## Assigned task
For the listing below, show each line that includes the string "crate".

## Recorded information
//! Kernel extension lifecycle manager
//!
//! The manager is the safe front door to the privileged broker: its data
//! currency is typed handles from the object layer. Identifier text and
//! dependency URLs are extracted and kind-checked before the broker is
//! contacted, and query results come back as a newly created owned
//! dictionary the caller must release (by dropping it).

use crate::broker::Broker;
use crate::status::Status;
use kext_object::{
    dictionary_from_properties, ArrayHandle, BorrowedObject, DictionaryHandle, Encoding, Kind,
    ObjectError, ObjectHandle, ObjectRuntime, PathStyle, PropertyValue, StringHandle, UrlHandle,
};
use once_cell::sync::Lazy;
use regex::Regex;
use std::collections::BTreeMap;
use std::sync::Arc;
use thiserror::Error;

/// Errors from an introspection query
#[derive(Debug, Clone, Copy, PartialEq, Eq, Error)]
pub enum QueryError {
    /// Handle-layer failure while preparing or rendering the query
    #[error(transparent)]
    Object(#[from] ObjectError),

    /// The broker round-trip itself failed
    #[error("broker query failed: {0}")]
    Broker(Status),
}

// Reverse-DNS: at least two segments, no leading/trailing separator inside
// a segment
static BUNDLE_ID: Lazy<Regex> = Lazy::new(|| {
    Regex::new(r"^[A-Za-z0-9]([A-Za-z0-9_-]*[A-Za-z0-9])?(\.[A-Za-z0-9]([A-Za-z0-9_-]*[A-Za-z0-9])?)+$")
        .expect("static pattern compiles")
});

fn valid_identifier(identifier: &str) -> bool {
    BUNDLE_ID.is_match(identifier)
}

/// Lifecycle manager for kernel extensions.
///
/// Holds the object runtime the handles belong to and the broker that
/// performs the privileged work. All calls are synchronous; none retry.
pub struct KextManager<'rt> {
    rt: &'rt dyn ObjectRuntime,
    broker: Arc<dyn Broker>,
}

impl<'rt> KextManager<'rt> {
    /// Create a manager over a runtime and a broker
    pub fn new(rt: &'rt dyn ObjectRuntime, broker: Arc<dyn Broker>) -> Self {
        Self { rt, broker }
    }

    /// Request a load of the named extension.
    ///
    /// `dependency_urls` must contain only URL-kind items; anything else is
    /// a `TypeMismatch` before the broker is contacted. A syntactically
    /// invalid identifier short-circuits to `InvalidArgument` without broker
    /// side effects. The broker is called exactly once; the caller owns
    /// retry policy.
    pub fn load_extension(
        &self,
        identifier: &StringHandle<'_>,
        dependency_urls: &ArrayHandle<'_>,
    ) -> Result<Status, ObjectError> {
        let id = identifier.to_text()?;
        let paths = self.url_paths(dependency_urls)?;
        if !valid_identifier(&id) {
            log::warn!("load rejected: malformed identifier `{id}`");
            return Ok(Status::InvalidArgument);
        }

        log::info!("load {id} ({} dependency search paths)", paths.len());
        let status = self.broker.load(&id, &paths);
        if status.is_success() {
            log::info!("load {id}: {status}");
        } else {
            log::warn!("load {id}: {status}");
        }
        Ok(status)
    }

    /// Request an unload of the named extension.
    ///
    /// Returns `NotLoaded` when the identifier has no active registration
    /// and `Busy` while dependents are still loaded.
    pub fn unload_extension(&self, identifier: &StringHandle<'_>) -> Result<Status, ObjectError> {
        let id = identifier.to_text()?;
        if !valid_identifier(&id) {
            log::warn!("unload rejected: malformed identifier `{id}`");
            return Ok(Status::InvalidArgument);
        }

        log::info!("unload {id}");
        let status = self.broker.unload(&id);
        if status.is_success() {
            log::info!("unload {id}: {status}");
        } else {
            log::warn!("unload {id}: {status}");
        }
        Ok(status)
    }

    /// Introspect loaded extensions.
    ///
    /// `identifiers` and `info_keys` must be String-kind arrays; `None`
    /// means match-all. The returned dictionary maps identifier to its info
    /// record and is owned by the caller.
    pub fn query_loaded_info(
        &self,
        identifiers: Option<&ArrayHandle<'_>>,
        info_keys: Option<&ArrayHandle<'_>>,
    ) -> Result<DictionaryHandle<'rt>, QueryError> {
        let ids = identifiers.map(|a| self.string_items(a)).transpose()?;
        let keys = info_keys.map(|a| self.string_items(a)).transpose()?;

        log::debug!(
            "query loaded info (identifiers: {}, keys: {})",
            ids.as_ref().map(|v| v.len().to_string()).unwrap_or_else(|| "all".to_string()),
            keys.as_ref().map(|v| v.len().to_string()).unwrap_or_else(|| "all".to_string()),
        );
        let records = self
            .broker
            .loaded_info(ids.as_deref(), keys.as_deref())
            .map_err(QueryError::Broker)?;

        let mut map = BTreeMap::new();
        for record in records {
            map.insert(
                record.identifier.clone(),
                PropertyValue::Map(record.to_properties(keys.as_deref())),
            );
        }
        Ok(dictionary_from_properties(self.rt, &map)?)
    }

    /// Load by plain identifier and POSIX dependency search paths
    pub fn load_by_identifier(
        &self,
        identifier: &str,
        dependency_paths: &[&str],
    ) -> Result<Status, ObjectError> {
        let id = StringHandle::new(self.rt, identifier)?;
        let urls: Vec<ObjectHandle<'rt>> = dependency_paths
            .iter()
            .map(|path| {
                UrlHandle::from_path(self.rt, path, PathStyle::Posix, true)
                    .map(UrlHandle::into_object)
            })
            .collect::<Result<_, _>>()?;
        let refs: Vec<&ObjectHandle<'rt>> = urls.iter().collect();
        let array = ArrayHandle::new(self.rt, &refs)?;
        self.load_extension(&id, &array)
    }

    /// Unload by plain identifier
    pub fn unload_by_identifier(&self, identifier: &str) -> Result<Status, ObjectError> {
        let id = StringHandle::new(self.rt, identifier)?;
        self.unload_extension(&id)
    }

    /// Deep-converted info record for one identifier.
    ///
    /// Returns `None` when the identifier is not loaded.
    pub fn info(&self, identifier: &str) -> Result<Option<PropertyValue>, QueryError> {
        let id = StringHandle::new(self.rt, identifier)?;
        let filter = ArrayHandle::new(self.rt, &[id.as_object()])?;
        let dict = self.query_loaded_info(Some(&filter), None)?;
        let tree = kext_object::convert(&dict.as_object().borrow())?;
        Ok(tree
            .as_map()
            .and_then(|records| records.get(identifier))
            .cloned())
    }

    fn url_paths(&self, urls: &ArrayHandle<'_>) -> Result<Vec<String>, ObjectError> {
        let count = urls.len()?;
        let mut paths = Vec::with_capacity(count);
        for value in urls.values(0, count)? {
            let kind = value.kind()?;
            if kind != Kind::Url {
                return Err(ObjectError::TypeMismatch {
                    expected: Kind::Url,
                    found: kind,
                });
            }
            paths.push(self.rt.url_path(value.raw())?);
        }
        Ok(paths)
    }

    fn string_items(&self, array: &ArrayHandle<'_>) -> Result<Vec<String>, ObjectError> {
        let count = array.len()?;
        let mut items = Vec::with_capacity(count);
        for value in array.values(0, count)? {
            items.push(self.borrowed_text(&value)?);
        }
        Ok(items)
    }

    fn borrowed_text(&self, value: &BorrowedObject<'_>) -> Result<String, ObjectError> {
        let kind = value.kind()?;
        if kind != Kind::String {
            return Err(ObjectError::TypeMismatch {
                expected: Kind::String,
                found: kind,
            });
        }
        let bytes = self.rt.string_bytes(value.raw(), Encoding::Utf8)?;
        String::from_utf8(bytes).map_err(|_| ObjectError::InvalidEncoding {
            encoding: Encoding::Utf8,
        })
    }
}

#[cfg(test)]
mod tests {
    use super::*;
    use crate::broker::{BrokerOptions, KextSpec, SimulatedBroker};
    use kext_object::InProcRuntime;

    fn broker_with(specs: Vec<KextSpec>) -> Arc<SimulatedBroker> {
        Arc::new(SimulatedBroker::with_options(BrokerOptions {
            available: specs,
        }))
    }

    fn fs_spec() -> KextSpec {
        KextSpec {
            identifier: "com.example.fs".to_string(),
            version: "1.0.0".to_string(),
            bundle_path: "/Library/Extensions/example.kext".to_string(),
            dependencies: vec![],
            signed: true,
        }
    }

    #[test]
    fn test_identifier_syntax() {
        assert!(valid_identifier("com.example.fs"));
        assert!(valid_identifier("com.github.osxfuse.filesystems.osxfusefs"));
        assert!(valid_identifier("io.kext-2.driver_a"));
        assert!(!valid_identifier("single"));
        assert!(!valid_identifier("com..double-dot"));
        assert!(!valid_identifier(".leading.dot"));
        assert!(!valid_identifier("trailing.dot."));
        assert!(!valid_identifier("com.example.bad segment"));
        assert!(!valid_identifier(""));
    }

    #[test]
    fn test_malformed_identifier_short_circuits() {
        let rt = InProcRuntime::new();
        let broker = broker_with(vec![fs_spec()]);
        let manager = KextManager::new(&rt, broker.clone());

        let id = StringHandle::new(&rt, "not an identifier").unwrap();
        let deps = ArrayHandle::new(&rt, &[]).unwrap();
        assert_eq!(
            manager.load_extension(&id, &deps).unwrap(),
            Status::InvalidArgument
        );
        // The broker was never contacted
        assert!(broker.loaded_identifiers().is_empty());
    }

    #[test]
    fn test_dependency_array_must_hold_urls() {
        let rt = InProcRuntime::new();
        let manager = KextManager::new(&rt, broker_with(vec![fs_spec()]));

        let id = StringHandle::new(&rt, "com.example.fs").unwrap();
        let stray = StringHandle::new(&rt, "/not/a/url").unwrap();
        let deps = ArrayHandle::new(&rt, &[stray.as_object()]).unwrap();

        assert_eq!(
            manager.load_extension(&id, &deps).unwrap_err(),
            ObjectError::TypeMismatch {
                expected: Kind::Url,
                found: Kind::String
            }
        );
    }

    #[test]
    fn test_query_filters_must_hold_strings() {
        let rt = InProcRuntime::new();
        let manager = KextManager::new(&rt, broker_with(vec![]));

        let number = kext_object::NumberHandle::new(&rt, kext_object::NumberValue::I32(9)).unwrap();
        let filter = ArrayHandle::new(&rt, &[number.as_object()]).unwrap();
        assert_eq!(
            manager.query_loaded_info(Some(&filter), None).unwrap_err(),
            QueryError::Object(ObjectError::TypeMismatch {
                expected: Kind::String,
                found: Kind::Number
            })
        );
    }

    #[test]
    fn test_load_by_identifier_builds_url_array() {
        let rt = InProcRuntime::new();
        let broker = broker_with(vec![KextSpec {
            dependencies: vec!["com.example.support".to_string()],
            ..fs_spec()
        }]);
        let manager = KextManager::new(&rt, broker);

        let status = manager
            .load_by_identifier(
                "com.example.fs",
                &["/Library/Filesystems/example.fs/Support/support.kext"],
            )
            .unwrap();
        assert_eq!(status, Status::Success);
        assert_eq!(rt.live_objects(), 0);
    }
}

## Expected answer
use crate::broker::Broker;
use crate::status::Status;
    use crate::broker::{BrokerOptions, KextSpec, SimulatedBroker};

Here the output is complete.